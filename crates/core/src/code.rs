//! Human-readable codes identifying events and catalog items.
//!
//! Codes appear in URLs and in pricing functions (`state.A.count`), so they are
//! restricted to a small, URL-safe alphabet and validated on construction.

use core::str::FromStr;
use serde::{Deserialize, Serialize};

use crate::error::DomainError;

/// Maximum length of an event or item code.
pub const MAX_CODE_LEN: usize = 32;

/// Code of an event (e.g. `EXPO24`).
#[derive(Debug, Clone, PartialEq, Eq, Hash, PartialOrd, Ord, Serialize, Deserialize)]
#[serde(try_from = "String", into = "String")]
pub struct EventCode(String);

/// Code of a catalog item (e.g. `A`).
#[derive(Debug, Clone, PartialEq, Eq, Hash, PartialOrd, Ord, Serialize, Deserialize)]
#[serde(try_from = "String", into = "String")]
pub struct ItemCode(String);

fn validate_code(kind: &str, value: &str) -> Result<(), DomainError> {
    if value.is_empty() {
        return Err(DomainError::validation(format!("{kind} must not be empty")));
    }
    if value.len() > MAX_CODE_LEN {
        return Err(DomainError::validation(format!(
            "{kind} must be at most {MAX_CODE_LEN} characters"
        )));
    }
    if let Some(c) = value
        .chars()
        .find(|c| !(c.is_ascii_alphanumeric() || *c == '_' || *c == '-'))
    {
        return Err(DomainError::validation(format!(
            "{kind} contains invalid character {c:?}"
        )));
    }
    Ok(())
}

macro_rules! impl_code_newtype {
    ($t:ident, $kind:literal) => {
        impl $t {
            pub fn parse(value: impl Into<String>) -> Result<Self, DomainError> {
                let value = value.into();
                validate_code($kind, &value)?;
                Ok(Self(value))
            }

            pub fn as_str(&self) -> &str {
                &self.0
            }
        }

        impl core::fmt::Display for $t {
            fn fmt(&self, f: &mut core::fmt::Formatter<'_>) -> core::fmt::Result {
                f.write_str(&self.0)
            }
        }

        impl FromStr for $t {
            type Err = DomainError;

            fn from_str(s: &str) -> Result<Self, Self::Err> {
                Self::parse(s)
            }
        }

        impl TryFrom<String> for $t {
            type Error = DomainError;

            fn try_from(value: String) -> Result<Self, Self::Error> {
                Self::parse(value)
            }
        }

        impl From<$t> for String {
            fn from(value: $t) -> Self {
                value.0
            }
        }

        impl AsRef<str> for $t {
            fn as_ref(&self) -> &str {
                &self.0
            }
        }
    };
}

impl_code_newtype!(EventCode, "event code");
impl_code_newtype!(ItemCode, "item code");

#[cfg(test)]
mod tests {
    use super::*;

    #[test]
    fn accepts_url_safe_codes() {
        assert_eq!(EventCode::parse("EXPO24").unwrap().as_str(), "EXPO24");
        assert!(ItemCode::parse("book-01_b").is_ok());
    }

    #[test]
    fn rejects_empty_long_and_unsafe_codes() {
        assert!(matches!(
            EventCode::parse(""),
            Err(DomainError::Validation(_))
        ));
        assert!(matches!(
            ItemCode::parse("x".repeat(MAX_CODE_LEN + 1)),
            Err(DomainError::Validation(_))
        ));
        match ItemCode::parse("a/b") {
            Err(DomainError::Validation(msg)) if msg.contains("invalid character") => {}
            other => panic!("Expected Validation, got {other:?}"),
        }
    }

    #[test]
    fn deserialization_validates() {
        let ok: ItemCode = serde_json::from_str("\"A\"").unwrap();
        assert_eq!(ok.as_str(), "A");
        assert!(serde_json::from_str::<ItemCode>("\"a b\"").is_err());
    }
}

※

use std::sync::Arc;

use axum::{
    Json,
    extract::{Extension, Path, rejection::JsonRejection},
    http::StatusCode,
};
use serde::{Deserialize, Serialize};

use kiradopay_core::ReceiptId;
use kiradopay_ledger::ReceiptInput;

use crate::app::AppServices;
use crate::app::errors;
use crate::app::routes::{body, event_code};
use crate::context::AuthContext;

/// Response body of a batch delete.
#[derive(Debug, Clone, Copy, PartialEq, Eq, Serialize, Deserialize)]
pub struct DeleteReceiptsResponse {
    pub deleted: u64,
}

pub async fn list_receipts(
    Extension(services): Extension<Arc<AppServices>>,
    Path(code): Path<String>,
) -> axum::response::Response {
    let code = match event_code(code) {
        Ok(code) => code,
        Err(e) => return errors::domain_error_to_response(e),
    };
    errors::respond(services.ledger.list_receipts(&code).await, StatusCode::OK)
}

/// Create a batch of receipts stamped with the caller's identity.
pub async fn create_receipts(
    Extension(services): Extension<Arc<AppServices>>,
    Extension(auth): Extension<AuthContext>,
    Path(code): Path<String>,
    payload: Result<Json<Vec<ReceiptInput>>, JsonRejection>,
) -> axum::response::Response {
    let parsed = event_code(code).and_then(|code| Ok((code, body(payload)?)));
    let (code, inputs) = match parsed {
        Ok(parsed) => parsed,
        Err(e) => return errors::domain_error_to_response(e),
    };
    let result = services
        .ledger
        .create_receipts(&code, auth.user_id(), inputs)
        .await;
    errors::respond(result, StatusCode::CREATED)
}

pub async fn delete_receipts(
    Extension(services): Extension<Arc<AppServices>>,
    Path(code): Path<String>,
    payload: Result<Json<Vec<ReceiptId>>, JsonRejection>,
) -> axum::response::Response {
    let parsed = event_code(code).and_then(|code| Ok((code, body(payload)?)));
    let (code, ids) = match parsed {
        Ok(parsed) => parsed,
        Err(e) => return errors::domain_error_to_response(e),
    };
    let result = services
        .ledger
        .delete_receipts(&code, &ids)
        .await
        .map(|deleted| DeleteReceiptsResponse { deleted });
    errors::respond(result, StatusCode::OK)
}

※

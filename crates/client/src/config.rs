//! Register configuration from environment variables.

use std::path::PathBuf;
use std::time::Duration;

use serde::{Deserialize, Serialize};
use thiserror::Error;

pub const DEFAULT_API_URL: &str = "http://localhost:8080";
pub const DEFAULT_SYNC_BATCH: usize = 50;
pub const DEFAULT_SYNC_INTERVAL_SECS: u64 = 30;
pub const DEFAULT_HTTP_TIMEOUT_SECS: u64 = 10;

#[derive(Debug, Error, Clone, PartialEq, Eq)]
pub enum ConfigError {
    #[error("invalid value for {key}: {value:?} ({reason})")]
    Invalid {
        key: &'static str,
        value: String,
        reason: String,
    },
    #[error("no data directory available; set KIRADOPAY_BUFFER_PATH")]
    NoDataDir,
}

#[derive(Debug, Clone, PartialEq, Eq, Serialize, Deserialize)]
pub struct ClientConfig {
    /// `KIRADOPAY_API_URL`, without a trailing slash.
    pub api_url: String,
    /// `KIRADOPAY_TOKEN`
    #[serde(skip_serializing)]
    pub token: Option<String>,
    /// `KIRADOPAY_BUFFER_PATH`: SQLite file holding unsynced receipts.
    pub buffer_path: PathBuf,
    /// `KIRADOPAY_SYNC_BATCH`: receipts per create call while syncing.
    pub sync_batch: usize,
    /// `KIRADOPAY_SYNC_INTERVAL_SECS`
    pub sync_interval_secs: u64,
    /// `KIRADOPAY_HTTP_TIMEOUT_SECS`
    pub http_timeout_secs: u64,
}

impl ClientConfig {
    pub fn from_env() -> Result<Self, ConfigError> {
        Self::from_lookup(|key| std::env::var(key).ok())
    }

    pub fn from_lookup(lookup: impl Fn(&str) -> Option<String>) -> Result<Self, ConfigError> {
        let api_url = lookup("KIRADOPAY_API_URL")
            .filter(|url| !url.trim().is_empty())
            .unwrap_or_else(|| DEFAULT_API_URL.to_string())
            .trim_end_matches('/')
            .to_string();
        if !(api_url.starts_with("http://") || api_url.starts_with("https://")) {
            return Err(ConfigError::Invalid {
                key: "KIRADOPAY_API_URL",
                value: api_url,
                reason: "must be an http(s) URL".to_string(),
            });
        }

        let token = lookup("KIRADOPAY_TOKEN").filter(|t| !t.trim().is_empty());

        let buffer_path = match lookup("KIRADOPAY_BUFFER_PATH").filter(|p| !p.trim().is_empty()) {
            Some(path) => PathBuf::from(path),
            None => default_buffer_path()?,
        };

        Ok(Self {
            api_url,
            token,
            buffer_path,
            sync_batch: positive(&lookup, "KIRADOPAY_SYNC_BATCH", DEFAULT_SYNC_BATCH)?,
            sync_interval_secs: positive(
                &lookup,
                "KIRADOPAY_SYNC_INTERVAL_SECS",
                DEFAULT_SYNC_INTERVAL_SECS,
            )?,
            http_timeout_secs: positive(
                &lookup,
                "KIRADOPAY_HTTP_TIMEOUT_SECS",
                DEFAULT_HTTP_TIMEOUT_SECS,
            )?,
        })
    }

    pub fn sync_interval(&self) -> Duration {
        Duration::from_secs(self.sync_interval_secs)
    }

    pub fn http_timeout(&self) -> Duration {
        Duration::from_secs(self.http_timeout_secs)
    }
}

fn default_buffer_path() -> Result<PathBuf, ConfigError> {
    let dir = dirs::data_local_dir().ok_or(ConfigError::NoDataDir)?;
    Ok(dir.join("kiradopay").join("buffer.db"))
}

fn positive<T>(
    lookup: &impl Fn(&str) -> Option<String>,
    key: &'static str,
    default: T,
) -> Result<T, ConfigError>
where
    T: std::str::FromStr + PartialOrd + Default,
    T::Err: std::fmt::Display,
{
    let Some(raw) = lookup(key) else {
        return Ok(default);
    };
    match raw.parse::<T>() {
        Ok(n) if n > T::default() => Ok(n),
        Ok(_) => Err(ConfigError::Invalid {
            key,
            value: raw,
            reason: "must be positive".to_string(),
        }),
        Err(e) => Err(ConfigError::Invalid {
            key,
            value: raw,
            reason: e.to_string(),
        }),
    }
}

※

◆ **Problem to work on**: Starting at the line that has "filename crates/core/src/code.rs" and ending at the line that has "so they are", please write out the lines above exactly, leaving out all others.

◆ **Task solution**:
filename crates/core/src/code.rs
//! Human-readable codes identifying events and catalog items.
//!
//! Codes appear in URLs and in pricing functions (`state.A.count`), so they are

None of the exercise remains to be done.